(Collected data)
☆ ☆ ☆ ☆ ☆ ☆ ☆
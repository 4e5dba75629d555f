//! Input validation for API requests.
//!
//! Small `Result<(), String>` helpers; collect multiple failures through the
//! `ValidationErrorBuilder` in the `error` module.

use lazy_static::lazy_static;
use regex::Regex;

lazy_static! {
    /// Regex for a plausible email address
    static ref EMAIL_REGEX: Regex =
        Regex::new(r"^[^@\s]+@[^@\s]+\.[^@\s]+$").unwrap();

    /// Regex for client codes (kunnr): digits/uppercase, as replicated from the ERP
    static ref CLIENT_CODE_REGEX: Regex = Regex::new(r"^[A-Z0-9]{1,20}$").unwrap();
}

/// Validate an email address
pub fn validate_email(email: &str) -> Result<(), String> {
    if email.is_empty() {
        return Err("Email is required".to_string());
    }

    if email.len() > 100 {
        return Err("Email is too long (max 100 characters)".to_string());
    }

    if !EMAIL_REGEX.is_match(email) {
        return Err("Invalid email format".to_string());
    }

    Ok(())
}

/// Validate a username
pub fn validate_username(username: &str) -> Result<(), String> {
    if username.is_empty() {
        return Err("Username is required".to_string());
    }

    if username.len() > 50 {
        return Err("Username is too long (max 50 characters)".to_string());
    }

    Ok(())
}

/// Validate a password
pub fn validate_password(password: &str) -> Result<(), String> {
    if password.is_empty() {
        return Err("Password is required".to_string());
    }

    if password.len() < 6 {
        return Err("Password is too short (min 6 characters)".to_string());
    }

    Ok(())
}

/// Validate a client code (kunnr)
pub fn validate_client_code(code: &str) -> Result<(), String> {
    if code.is_empty() {
        return Err("Client code is required".to_string());
    }

    if !CLIENT_CODE_REGEX.is_match(code) {
        return Err("Client code must be 1-20 uppercase letters or digits".to_string());
    }

    Ok(())
}

#[cfg(test)]
mod tests {
    use super::*;

    #[test]
    fn test_validate_email() {
        assert!(validate_email("ruta12@lactolac.com.sv").is_ok());
        assert!(validate_email("a@b.co").is_ok());

        assert!(validate_email("").is_err());
        assert!(validate_email("no-at-sign").is_err());
        assert!(validate_email("two@@signs.com").is_err());
        assert!(validate_email("spaces in@mail.com").is_err());
    }

    #[test]
    fn test_validate_username() {
        assert!(validate_username("ruta12").is_ok());
        assert!(validate_username("").is_err());
        assert!(validate_username(&"x".repeat(51)).is_err());
    }

    #[test]
    fn test_validate_password() {
        assert!(validate_password("secreto1").is_ok());
        assert!(validate_password("").is_err());
        assert!(validate_password("corto").is_err());
    }

    #[test]
    fn test_validate_client_code() {
        assert!(validate_client_code("0000101306").is_ok());
        assert!(validate_client_code("INS001").is_ok());

        assert!(validate_client_code("").is_err());
        assert!(validate_client_code("lowercase").is_err());
        assert!(validate_client_code(&"9".repeat(21)).is_err());
    }
}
☆ ☆ ☆ ☆ ☆ ☆ ☆
▸ Work to complete
Output all of the entries, exactly as they are written.

▸ Answer to this problem
repository 4e5dba75629d555f
//! Input validation for API requests.
//!
//! Small `Result<(), String>` helpers; collect multiple failures through the
//! `ValidationErrorBuilder` in the `error` module.

use lazy_static::lazy_static;
use regex::Regex;

lazy_static! {
    /// Regex for a plausible email address
    static ref EMAIL_REGEX: Regex =
        Regex::new(r"^[^@\s]+@[^@\s]+\.[^@\s]+$").unwrap();

    /// Regex for client codes (kunnr): digits/uppercase, as replicated from the ERP
    static ref CLIENT_CODE_REGEX: Regex = Regex::new(r"^[A-Z0-9]{1,20}$").unwrap();
}

/// Validate an email address
pub fn validate_email(email: &str) -> Result<(), String> {
    if email.is_empty() {
        return Err("Email is required".to_string());
    }

    if email.len() > 100 {
        return Err("Email is too long (max 100 characters)".to_string());
    }

    if !EMAIL_REGEX.is_match(email) {
        return Err("Invalid email format".to_string());
    }

    Ok(())
}

/// Validate a username
pub fn validate_username(username: &str) -> Result<(), String> {
    if username.is_empty() {
        return Err("Username is required".to_string());
    }

    if username.len() > 50 {
        return Err("Username is too long (max 50 characters)".to_string());
    }

    Ok(())
}

/// Validate a password
pub fn validate_password(password: &str) -> Result<(), String> {
    if password.is_empty() {
        return Err("Password is required".to_string());
    }

    if password.len() < 6 {
        return Err("Password is too short (min 6 characters)".to_string());
    }

    Ok(())
}

/// Validate a client code (kunnr)
pub fn validate_client_code(code: &str) -> Result<(), String> {
    if code.is_empty() {
        return Err("Client code is required".to_string());
    }

    if !CLIENT_CODE_REGEX.is_match(code) {
        return Err("Client code must be 1-20 uppercase letters or digits".to_string());
    }

    Ok(())
}

#[cfg(test)]
mod tests {
    use super::*;

    #[test]
    fn test_validate_email() {
        assert!(validate_email("ruta12@lactolac.com.sv").is_ok());
        assert!(validate_email("a@b.co").is_ok());

        assert!(validate_email("").is_err());
        assert!(validate_email("no-at-sign").is_err());
        assert!(validate_email("two@@signs.com").is_err());
        assert!(validate_email("spaces in@mail.com").is_err());
    }

    #[test]
    fn test_validate_username() {
        assert!(validate_username("ruta12").is_ok());
        assert!(validate_username("").is_err());
        assert!(validate_username(&"x".repeat(51)).is_err());
    }

    #[test]
    fn test_validate_password() {
        assert!(validate_password("secreto1").is_ok());
        assert!(validate_password("").is_err());
        assert!(validate_password("corto").is_err());
    }

    #[test]
    fn test_validate_client_code() {
        assert!(validate_client_code("0000101306").is_ok());
        assert!(validate_client_code("INS001").is_ok());

        assert!(validate_client_code("").is_err());
        assert!(validate_client_code("lowercase").is_err());
        assert!(validate_client_code(&"9".repeat(21)).is_err());
    }
}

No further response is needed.